→ **Exercise instructions**
Copy, from the data below, every line that has "cache" in it.

→ **Excerpted records**
---
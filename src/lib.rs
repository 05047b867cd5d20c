//! Deterministic Library of Babel page generator.
//!
//! Every possible book already exists: a book is addressed by an arbitrarily
//! large integer, and its text is computed on demand from that address. No
//! book is ever stored.
//!
//! # Architecture
//!
//! ```text
//! AddressEncoder  (decimal book number -> fixed-size big-endian buffer)
//!     ↓
//! Scrambler       (AES-CBC pass, byte reversal, AES-CBC pass)
//!     ↓
//! page slice      (bytes [n * PageSize, (n + 1) * PageSize))
//!     ↓
//! Alphabet        (one glyph per byte)
//! ```
//!
//! All configuration lives in a [`LibraryConfig`] validated once at start-up.
//! A [`Library`] built from it is immutable and can be shared freely between
//! threads; [`CachedLibrary`] adds an optional read-through cache.
//!
//! The cipher only mixes bytes. Key and IV are fixed public parameters, not
//! secrets.
//!
//! # Examples
//!
//! Read a page, then find the book that contains a given text:
//!
//! ```
//! use babel_library::{Library, LibraryConfig};
//!
//! let config = LibraryConfig::default().with_book_size(320).with_page_size(32);
//! let library = Library::new(config).unwrap();
//!
//! let page = library.generate_book_page("1234567890", 0).unwrap();
//! assert_eq!(page.chars().count(), 32);
//!
//! let book = library.locate("in the beginning", 9).unwrap();
//! let text = library.generate_book_page(&book, 9).unwrap();
//! assert!(text.starts_with("in the beginning"));
//! ```
//!
//! Out-of-range pages are request errors:
//!
//! ```
//! use babel_library::{BabelError, Library, LibraryConfig};
//!
//! let library = Library::new(LibraryConfig::default()).unwrap();
//! assert!(matches!(
//!     library.generate_book_page("7", 410),
//!     Err(BabelError::PageOutOfRange { page: 410, page_count: 410 })
//! ));
//! ```

#![deny(clippy::all)]

pub mod address;
pub mod alphabet;
pub mod cache;
pub mod config;
pub mod error;
pub mod library;
pub mod page;
pub mod scramble;
pub mod utils;

pub use address::{decode_address, encode_address, AddressPolicy, FixedBuffer};
pub use alphabet::Alphabet;
pub use cache::CachedLibrary;
pub use config::LibraryConfig;
pub use error::{BabelError, ConfigError};
pub use library::Library;
pub use page::render_page;
pub use scramble::Scrambler;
---
→ **Written answer**
//! threads; [`CachedLibrary`] adds an optional read-through cache.
pub mod cache;
pub use cache::CachedLibrary;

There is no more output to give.